Mann im Zoo

Ein Besuch im Zoo bewegt, regt an, macht etwas mit einem. Das ist unbestritten, vor allem für diejenigen, deren Kinder sich von nun an Tiere im Haushalt wünschen. Kinder sind so leicht zu beeinflussen, sind so schnell vereinnehmbar für neue Ideen. Kinder? Nur Kinder?

John Cromartie ist mit seiner Liebsten Josephine Lackett auch zu Besuch im Zoo. Die Stimmung ist etwas gedrückt, weil er ihr etwas zu altmodisch, zu fordernd, so besitzergreifend ist. Er kann das natürlich überhaupt nicht verstehen. Schließlich ist er der Herr. Und während sie so an Affen, Wölfen, Dingos und allerlei anderem Getier vorbeischlendern, ziehen dunkle Wolken am Firmament der Zweisamkeit auf. In Josephines Augen wird John immer animalischer, nicht im guten Sinn.

Alles ganz normal bis hierhin. Ein Paar im Zoo im gesunden Streitgespräch. Doch John Cromartie treibt es – aus Boshaftigkeit, aus falsch verstandenem Ehrgefühl, aus überzogenem Rollenverständnis? – auf die Spitze. Er will, wo er doch schon mal hier ist, Teil der Exponate sein. Die Zoologische Gesellschaft, die den Zoo ihr Eigen nennt, findet er großartig. Wo findet man auf so kompaktem Raum diese geballte Vielfalt der Fauna? Nur ein Exemplar vermisst der junge Mann, den homo sapiens. Er selbst, 27 Jahre, einsachtzig hoch, und knapp anderthalb Zentner schwer, schottischer Abstammung, würde sich gern zur Verfügung stellen.
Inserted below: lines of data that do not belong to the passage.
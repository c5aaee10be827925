//! Sync command implementation

use colored::Colorize;

use anki_connect::AnkiConnectClient;
use anki_core::{CancellationToken, Outcome, RemoteGateway, SyncEngine, SyncSummary};
use anki_decl::{Deck, Model, load_decks, load_models, validate_models};

use crate::config::{Settings, SyncPlan};
use crate::error::{CliError, Result};

/// Parsed declarations ready for the engine
#[derive(Debug)]
pub struct Declarations {
    pub models: Vec<Model>,
    pub decks: Vec<Deck>,
}

/// Load and validate the models document, then load the deck documents.
///
/// Deck files that fail to parse are reported and left out.
pub fn load_declarations(plan: &SyncPlan) -> Result<Declarations> {
    let models = load_models(&plan.models)?;
    validate_models(&models)?;

    let loaded = load_decks(&plan.decks, plan.recursive)?;
    for skipped in &loaded.skipped {
        println!(
            "   {} skipped {}: {}",
            "!".yellow(),
            skipped.path.display().to_string().cyan(),
            skipped.reason
        );
    }

    Ok(Declarations {
        models,
        decks: loaded.decks,
    })
}

/// Run the sync command against AnkiConnect
pub fn run_sync(settings: &Settings, cancel: CancellationToken) -> Result<()> {
    let plan = settings.sync_plan()?;
    let client = AnkiConnectClient::connect(settings.anki_url.clone(), settings.timeout)?;
    execute(&plan, client, cancel).map(|_| ())
}

/// Load declarations from `plan` and reconcile them through `gateway`
pub fn execute<G: RemoteGateway>(
    plan: &SyncPlan,
    gateway: G,
    cancel: CancellationToken,
) -> Result<SyncSummary> {
    let dry_run = plan.options.dry_run;
    println!(
        "{} Loading declarations{}",
        "=>".blue().bold(),
        if dry_run { " (dry run)" } else { "" }
    );
    let declarations = load_declarations(plan)?;

    println!(
        "{} Syncing {} model(s) and {} deck(s)...",
        "=>".blue().bold(),
        declarations.models.len(),
        declarations.decks.len()
    );

    let engine = SyncEngine::new(gateway, plan.options, cancel)?;
    match engine.sync(&declarations.models, &declarations.decks) {
        Ok(summary) => {
            print_summary(&summary, dry_run);
            Ok(summary)
        }
        Err(e) if e.is_cancelled() => {
            println!("{} Sync interrupted", "INTERRUPTED".yellow().bold());
            Err(CliError::Core(e))
        }
        Err(e) => {
            let causes = e.causes();
            println!("{} Sync failed:", "ERROR".red().bold());
            for cause in &causes {
                println!("   {} {}", "!".red(), cause);
            }
            Err(CliError::user(format!(
                "Sync failed with {} error(s)",
                causes.len()
            )))
        }
    }
}

fn print_summary(summary: &SyncSummary, dry_run: bool) {
    let (new, existing) = if dry_run {
        println!(
            "{} {} change(s) projected, nothing was written:",
            "DRY-RUN".yellow().bold(),
            summary.projections()
        );
        (Outcome::WouldCreate, Outcome::WouldUpdate)
    } else {
        println!("{} Sync complete:", "OK".green().bold());
        (Outcome::Created, Outcome::Unchanged)
    };

    let rows = [
        ("models", summary.models_with(new), summary.models_with(existing)),
        ("decks", summary.decks_with(new), summary.decks_with(existing)),
        ("notes", summary.notes_with(new), summary.notes_with(existing)),
    ];
    for (kind, created, updated) in rows {
        println!(
            "   {} {:<6} {} {}, {} {}",
            "+".green(),
            kind,
            created,
            new,
            updated,
            existing
        );
    }
}
//! Loader for the models document and deck documents
//!
//! ```text
//! models.yaml            # { models: [...] }, fatal on any error
//! decks/
//!   geography.yaml       # one deck per file
//!   languages/
//!     spanish.yml        # only visited with `recursive`
//! ```
//!
//! A deck document that cannot be parsed is skipped and reported, so one bad
//! file does not block the rest of the collection. I/O failures are fatal.

use std::fs;
use std::path::{Path, PathBuf};

use serde::de::DeserializeOwned;

use crate::types::{Deck, Model, ModelsDocument};
use crate::{Error, Result};

/// A deck document that was found but could not be parsed
#[derive(Debug, Clone, PartialEq, Eq)]
pub struct SkippedFile {
    pub path: PathBuf,
    pub reason: String,
}

/// Result of loading deck documents
#[derive(Debug, Clone, Default)]
pub struct LoadedDecks {
    /// Parsed decks, in path order
    pub decks: Vec<Deck>,
    /// Paths of the files the decks were parsed from
    pub parsed: Vec<PathBuf>,
    /// Files that were skipped because they failed to parse
    pub skipped: Vec<SkippedFile>,
}

/// Load the models document at `path`
pub fn load_models(path: &Path) -> Result<Vec<Model>> {
    let document: ModelsDocument = parse_yaml(path)?;
    tracing::debug!(path = %path.display(), count = document.models.len(), "Loaded models");
    Ok(document.models)
}

/// Load deck documents from a file or a directory
///
/// For a directory only its direct entries are read unless `recursive` is set.
/// Files without a `.yaml` or `.yml` extension are ignored.
pub fn load_decks(path: &Path, recursive: bool) -> Result<LoadedDecks> {
    let metadata = fs::metadata(path).map_err(|e| {
        if e.kind() == std::io::ErrorKind::NotFound {
            Error::NotFound {
                path: path.to_path_buf(),
            }
        } else {
            Error::io(path, e)
        }
    })?;

    let files = if metadata.is_dir() {
        let mut files = Vec::new();
        collect_yaml_files(path, recursive, &mut files)?;
        files.sort();
        files
    } else if is_yaml(path) {
        vec![path.to_path_buf()]
    } else {
        Vec::new()
    };

    let mut loaded = LoadedDecks::default();
    for file in files {
        match parse_yaml::<Deck>(&file) {
            Ok(deck) => {
                loaded.decks.push(deck);
                loaded.parsed.push(file);
            }
            Err(Error::Parse { path, message }) => {
                tracing::warn!(path = %path.display(), error = %message, "Skipping unparsable deck file");
                loaded.skipped.push(SkippedFile {
                    path,
                    reason: message,
                });
            }
            Err(e) => return Err(e),
        }
    }

    Ok(loaded)
}

fn collect_yaml_files(dir: &Path, recursive: bool, out: &mut Vec<PathBuf>) -> Result<()> {
    let entries = fs::read_dir(dir).map_err(|e| Error::io(dir, e))?;

    for entry in entries {
        let entry = entry.map_err(|e| Error::io(dir, e))?;
        let path = entry.path();
        let file_type = entry.file_type().map_err(|e| Error::io(&path, e))?;

        if file_type.is_dir() {
            if recursive {
                collect_yaml_files(&path, recursive, out)?;
            }
        } else if is_yaml(&path) {
            out.push(path);
        }
    }

    Ok(())
}

fn is_yaml(path: &Path) -> bool {
    path.extension()
        .and_then(|ext| ext.to_str())
        .is_some_and(|ext| matches!(ext.to_lowercase().as_str(), "yaml" | "yml"))
}

fn parse_yaml<T: DeserializeOwned>(path: &Path) -> Result<T> {
    let content = fs::read_to_string(path).map_err(|e| {
        if e.kind() == std::io::ErrorKind::NotFound {
            Error::NotFound {
                path: path.to_path_buf(),
            }
        } else {
            Error::io(path, e)
        }
    })?;

    serde_yaml::from_str(&content).map_err(|e| Error::Parse {
        path: path.to_path_buf(),
        message: e.to_string(),
    })
}

#[cfg(test)]
mod tests {
    use super::*;
    use rstest::rstest;

    #[rstest]
    #[case("deck.yaml", true)]
    #[case("deck.yml", true)]
    #[case("deck.YAML", true)]
    #[case("deck.toml", false)]
    #[case("README", false)]
    fn test_is_yaml(#[case] name: &str, #[case] expected: bool) {
        assert_eq!(is_yaml(Path::new(name)), expected);
    }
}
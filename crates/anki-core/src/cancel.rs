//! Cooperative cancellation shared by every level of a run

use std::sync::Arc;
use std::sync::atomic::{AtomicBool, Ordering};

use crate::{Error, Result};

/// Cancellation flag shared between the caller and all workers.
///
/// Cloning yields a handle to the same flag. In-flight remote calls are not
/// interrupted; workers observe the flag between units of work.
#[derive(Debug, Clone, Default)]
pub struct CancellationToken {
    cancelled: Arc<AtomicBool>,
}

impl CancellationToken {
    pub fn new() -> Self {
        Self::default()
    }

    pub fn cancel(&self) {
        self.cancelled.store(true, Ordering::SeqCst);
    }

    pub fn is_cancelled(&self) -> bool {
        self.cancelled.load(Ordering::SeqCst)
    }

    /// Returns [`Error::Cancelled`] once the token has been cancelled
    pub fn check(&self) -> Result<()> {
        if self.is_cancelled() {
            Err(Error::Cancelled)
        } else {
            Ok(())
        }
    }
}
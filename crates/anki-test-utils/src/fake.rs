//! [`FakeAnki`]: an in-memory remote collection for engine tests.
//!
//! Every gateway call is recorded in order. Failures can be injected per
//! operation and subject, lookups can be forced to be ambiguous, and note
//! operations can be slowed down to observe how many run at once per deck.

use std::collections::{BTreeMap, BTreeSet, HashMap, HashSet};
use std::sync::{Mutex, MutexGuard, PoisonError};
use std::thread;
use std::time::Duration;

use anki_core::{GatewayError, GatewayResult, NoteId, NoteMatch, NoteQuery, RemoteGateway};
use anki_decl::{CardTemplate, Model, Note};

/// Gateway operation, used to filter recorded calls and target failures
#[derive(Debug, Clone, Copy, PartialEq, Eq, Hash)]
pub enum Operation {
    ModelExists,
    CreateModel,
    UpdateModelTemplates,
    UpdateModelStyling,
    DeckExists,
    CreateDeck,
    FindNote,
    AddNote,
    UpdateNoteFields,
    UpdateNoteTags,
}

impl Operation {
    /// Whether the operation changes remote state
    pub fn is_mutation(self) -> bool {
        !matches!(
            self,
            Operation::ModelExists | Operation::DeckExists | Operation::FindNote
        )
    }
}

/// One recorded gateway call with its payload
#[derive(Debug, Clone, PartialEq, Eq)]
pub enum Call {
    ModelExists(String),
    CreateModel(String),
    UpdateModelTemplates { model: String, templates: Vec<String> },
    UpdateModelStyling { model: String, css: String },
    DeckExists(String),
    CreateDeck(String),
    FindNote { deck: String, query: String },
    AddNote {
        deck: String,
        model: String,
        fields: BTreeMap<String, String>,
        tags: Vec<String>,
    },
    UpdateNoteFields { id: NoteId, fields: BTreeMap<String, String> },
    UpdateNoteTags { id: NoteId, tags: Vec<String> },
}

impl Call {
    pub fn operation(&self) -> Operation {
        match self {
            Call::ModelExists(_) => Operation::ModelExists,
            Call::CreateModel(_) => Operation::CreateModel,
            Call::UpdateModelTemplates { .. } => Operation::UpdateModelTemplates,
            Call::UpdateModelStyling { .. } => Operation::UpdateModelStyling,
            Call::DeckExists(_) => Operation::DeckExists,
            Call::CreateDeck(_) => Operation::CreateDeck,
            Call::FindNote { .. } => Operation::FindNote,
            Call::AddNote { .. } => Operation::AddNote,
            Call::UpdateNoteFields { .. } => Operation::UpdateNoteFields,
            Call::UpdateNoteTags { .. } => Operation::UpdateNoteTags,
        }
    }

    pub fn is_mutation(&self) -> bool {
        self.operation().is_mutation()
    }
}

/// A note as stored by the fake
#[derive(Debug, Clone, PartialEq, Eq)]
pub struct StoredNote {
    pub deck: String,
    pub model: String,
    pub fields: BTreeMap<String, String>,
    pub tags: Vec<String>,
}

#[derive(Debug, Default)]
struct State {
    models: BTreeMap<String, Model>,
    decks: BTreeSet<String>,
    notes: BTreeMap<NoteId, StoredNote>,
    next_id: i64,
    calls: Vec<Call>,
    failures: HashSet<(Operation, String)>,
    ambiguous: HashSet<(String, String)>,
    lose_added_notes: bool,
}

#[derive(Debug, Default)]
struct Concurrency {
    current: HashMap<String, usize>,
    peak: HashMap<String, usize>,
}

/// In-memory [`RemoteGateway`]
#[derive(Debug, Default)]
pub struct FakeAnki {
    state: Mutex<State>,
    concurrency: Mutex<Concurrency>,
    latency: Mutex<Option<Duration>>,
}

impl FakeAnki {
    pub fn new() -> Self {
        Self::default()
    }

    fn state(&self) -> MutexGuard<'_, State> {
        self.state.lock().unwrap_or_else(PoisonError::into_inner)
    }

    // ---- seeding ----

    pub fn add_model(&self, model: Model) {
        self.state().models.insert(model.name.clone(), model);
    }

    pub fn add_deck(&self, name: &str) {
        self.state().decks.insert(name.to_string());
    }

    /// Store a note directly, bypassing the call log
    pub fn insert_note(
        &self,
        deck: &str,
        model: &str,
        fields: BTreeMap<String, String>,
        tags: Vec<String>,
    ) -> NoteId {
        let mut state = self.state();
        state.decks.insert(deck.to_string());
        state.next_id += 1;
        let id = NoteId(state.next_id);
        state.notes.insert(
            id,
            StoredNote {
                deck: deck.to_string(),
                model: model.to_string(),
                fields,
                tags,
            },
        );
        id
    }

    /// Overwrite a stored note's fields to simulate drift made in the app
    pub fn set_note_fields(&self, id: NoteId, fields: BTreeMap<String, String>) {
        if let Some(note) = self.state().notes.get_mut(&id) {
            note.fields = fields;
        }
    }

    // ---- behaviour ----

    /// Make `operation` fail whenever its subject equals `subject`.
    ///
    /// The subject is the model name for model operations and the deck name
    /// for deck and note operations.
    pub fn fail_on(&self, operation: Operation, subject: &str) {
        self.state()
            .failures
            .insert((operation, subject.to_string()));
    }

    /// Make lookups of `query` in `deck` report two matches
    pub fn force_ambiguous(&self, deck: &str, query: &NoteQuery) {
        self.state()
            .ambiguous
            .insert((deck.to_string(), query.to_string()));
    }

    /// Accept `addNote` calls without storing the note
    pub fn lose_added_notes(&self) {
        self.state().lose_added_notes = true;
    }

    /// Delay every note operation by `latency`
    pub fn set_latency(&self, latency: Duration) {
        *self.latency.lock().unwrap_or_else(PoisonError::into_inner) = Some(latency);
    }

    // ---- inspection ----

    pub fn calls(&self) -> Vec<Call> {
        self.state().calls.clone()
    }

    pub fn calls_of(&self, operation: Operation) -> Vec<Call> {
        self.state()
            .calls
            .iter()
            .filter(|c| c.operation() == operation)
            .cloned()
            .collect()
    }

    pub fn mutations(&self) -> Vec<Call> {
        self.state()
            .calls
            .iter()
            .filter(|c| c.is_mutation())
            .cloned()
            .collect()
    }

    pub fn clear_calls(&self) {
        self.state().calls.clear();
    }

    pub fn model(&self, name: &str) -> Option<Model> {
        self.state().models.get(name).cloned()
    }

    pub fn has_deck(&self, name: &str) -> bool {
        self.state().decks.contains(name)
    }

    pub fn note(&self, id: NoteId) -> Option<StoredNote> {
        self.state().notes.get(&id).cloned()
    }

    pub fn notes_in(&self, deck: &str) -> Vec<(NoteId, StoredNote)> {
        self.state()
            .notes
            .iter()
            .filter(|(_, n)| n.deck == deck)
            .map(|(id, n)| (*id, n.clone()))
            .collect()
    }

    /// Highest number of note operations observed at once for `deck`
    pub fn peak_concurrency(&self, deck: &str) -> usize {
        self.concurrency
            .lock()
            .unwrap_or_else(PoisonError::into_inner)
            .peak
            .get(deck)
            .copied()
            .unwrap_or(0)
    }

    // ---- internals ----

    fn record(&self, call: Call, subject: &str) -> GatewayResult<()> {
        let operation = call.operation();
        let mut state = self.state();
        state.calls.push(call);
        if state.failures.contains(&(operation, subject.to_string())) {
            return Err(GatewayError::Remote {
                action: format!("{:?}", operation),
                message: format!("injected failure for {}", subject),
            });
        }
        Ok(())
    }

    fn note_operation<T>(&self, deck: &str, op: impl FnOnce() -> T) -> T {
        {
            let mut c = self.concurrency.lock().unwrap_or_else(PoisonError::into_inner);
            let current = c.current.entry(deck.to_string()).or_insert(0);
            *current += 1;
            let now = *current;
            let peak = c.peak.entry(deck.to_string()).or_insert(0);
            *peak = (*peak).max(now);
        }

        let latency = *self.latency.lock().unwrap_or_else(PoisonError::into_inner);
        if let Some(latency) = latency {
            thread::sleep(latency);
        }
        let result = op();

        let mut c = self.concurrency.lock().unwrap_or_else(PoisonError::into_inner);
        if let Some(current) = c.current.get_mut(deck) {
            *current -= 1;
        }
        result
    }

    fn deck_of(&self, id: NoteId) -> GatewayResult<String> {
        self.state()
            .notes
            .get(&id)
            .map(|n| n.deck.clone())
            .ok_or_else(|| GatewayError::Remote {
                action: "note".to_string(),
                message: format!("note was not found: {}", id),
            })
    }
}

impl RemoteGateway for FakeAnki {
    fn model_exists(&self, name: &str) -> GatewayResult<bool> {
        self.record(Call::ModelExists(name.to_string()), name)?;
        Ok(self.state().models.contains_key(name))
    }

    fn create_model(&self, model: &Model) -> GatewayResult<()> {
        self.record(Call::CreateModel(model.name.clone()), &model.name)?;
        let mut state = self.state();
        if state.models.contains_key(&model.name) {
            return Err(GatewayError::Remote {
                action: "createModel".to_string(),
                message: "Model name already exists".to_string(),
            });
        }
        state.models.insert(model.name.clone(), model.clone());
        Ok(())
    }

    fn update_model_templates(&self, name: &str, templates: &[CardTemplate]) -> GatewayResult<()> {
        self.record(
            Call::UpdateModelTemplates {
                model: name.to_string(),
                templates: templates.iter().map(|t| t.name.clone()).collect(),
            },
            name,
        )?;
        let mut state = self.state();
        let model = state.models.get_mut(name).ok_or_else(|| GatewayError::Remote {
            action: "updateModelTemplates".to_string(),
            message: format!("model was not found: {}", name),
        })?;
        model.card_templates = templates.to_vec();
        Ok(())
    }

    fn update_model_styling(&self, name: &str, css: &str) -> GatewayResult<()> {
        self.record(
            Call::UpdateModelStyling {
                model: name.to_string(),
                css: css.to_string(),
            },
            name,
        )?;
        let mut state = self.state();
        let model = state.models.get_mut(name).ok_or_else(|| GatewayError::Remote {
            action: "updateModelStyling".to_string(),
            message: format!("model was not found: {}", name),
        })?;
        model.css = css.to_string();
        Ok(())
    }

    fn deck_exists(&self, name: &str) -> GatewayResult<bool> {
        self.record(Call::DeckExists(name.to_string()), name)?;
        Ok(self.state().decks.contains(name))
    }

    fn create_deck(&self, name: &str) -> GatewayResult<()> {
        self.record(Call::CreateDeck(name.to_string()), name)?;
        self.state().decks.insert(name.to_string());
        Ok(())
    }

    fn find_note(&self, deck: &str, query: &NoteQuery) -> GatewayResult<NoteMatch> {
        self.note_operation(deck, || {
            self.record(
                Call::FindNote {
                    deck: deck.to_string(),
                    query: query.to_string(),
                },
                deck,
            )?;
            let state = self.state();
            if state
                .ambiguous
                .contains(&(deck.to_string(), query.to_string()))
            {
                return Ok(NoteMatch::Many(vec![NoteId(-1), NoteId(-2)]));
            }
            let ids = state
                .notes
                .iter()
                .filter(|(_, n)| {
                    n.deck == deck
                        && n.fields.get(&query.field).map(String::as_str) == Some(query.value.as_str())
                })
                .map(|(id, _)| *id)
                .collect();
            Ok(NoteMatch::from_ids(ids))
        })
    }

    fn add_note(&self, deck: &str, model: &str, note: &Note) -> GatewayResult<()> {
        self.note_operation(deck, || {
            self.record(
                Call::AddNote {
                    deck: deck.to_string(),
                    model: model.to_string(),
                    fields: note.fields.clone(),
                    tags: note.tags.clone(),
                },
                deck,
            )?;
            let mut state = self.state();
            if !state.decks.contains(deck) {
                return Err(GatewayError::Remote {
                    action: "addNote".to_string(),
                    message: format!("deck was not found: {}", deck),
                });
            }
            if !state.models.contains_key(model) {
                return Err(GatewayError::Remote {
                    action: "addNote".to_string(),
                    message: format!("model was not found: {}", model),
                });
            }
            if state.lose_added_notes {
                return Ok(());
            }
            state.next_id += 1;
            let id = NoteId(state.next_id);
            state.notes.insert(
                id,
                StoredNote {
                    deck: deck.to_string(),
                    model: model.to_string(),
                    fields: note.fields.clone(),
                    tags: note.tags.clone(),
                },
            );
            Ok(())
        })
    }

    fn update_note_fields(&self, id: NoteId, fields: &BTreeMap<String, String>) -> GatewayResult<()> {
        let deck = self.deck_of(id)?;
        self.note_operation(&deck, || {
            self.record(
                Call::UpdateNoteFields {
                    id,
                    fields: fields.clone(),
                },
                &deck,
            )?;
            if let Some(note) = self.state().notes.get_mut(&id) {
                note.fields.extend(fields.iter().map(|(k, v)| (k.clone(), v.clone())));
            }
            Ok(())
        })
    }

    fn update_note_tags(&self, id: NoteId, tags: &[String]) -> GatewayResult<()> {
        let deck = self.deck_of(id)?;
        self.note_operation(&deck, || {
            self.record(
                Call::UpdateNoteTags {
                    id,
                    tags: tags.to_vec(),
                },
                &deck,
            )?;
            if let Some(note) = self.state().notes.get_mut(&id) {
                note.tags = tags.to_vec();
            }
            Ok(())
        })
    }
}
Ja, John Cromartie will als Mann im Zoo …

Der erste Big-Brother-Roman der Welt. Ein Mann geht in den Zoo, wird angegafft, nur mit dem Unterschied, dass der Zuschauer dem Objekt der Begierde gegenübersteht. So wie Josephine ihrem John. Doch der muss sich erst einmal in der neuen Rolle zurechtfinden, es sich überhaupt erstmal eingestehen, dass er sich in einer völlig neuen, unbekannten Situation befindet. Schadet es der Liebe der beiden oder macht die Verrücktheit Johns beide stärker?

„Mann im Zoo“ ist es ein (sa)tierisches Lesevergnügen. Immer wieder blättert man einige Seiten zurück, um sich noch einmal vom Ideenreichtum des Autors berieseln zu lassen. David Garnett ist der Meister des human-animalischen Genres. Gern schubst er seine Helden in die Tierwelt. Und der Zuschauer bzw. Leser erlebt hautnah (fellnah?) wie man sich als Mensch in der Fauna fühlt. Trennung als Chance für Gemeinsamkeit? John und Josephine lieben sich – das versichern sie sich, vielleicht zu oft, verbal. Was passiert, wenn man sich nicht mehr necken kann? Physische Barrieren die Verbindung stören? John und Josephine wagen das Experiment. Der Zoo hat eine Attraktion mehr. Wer wird wohl gewinnen? Wird und muss es überhaupt einen Gewinner geben?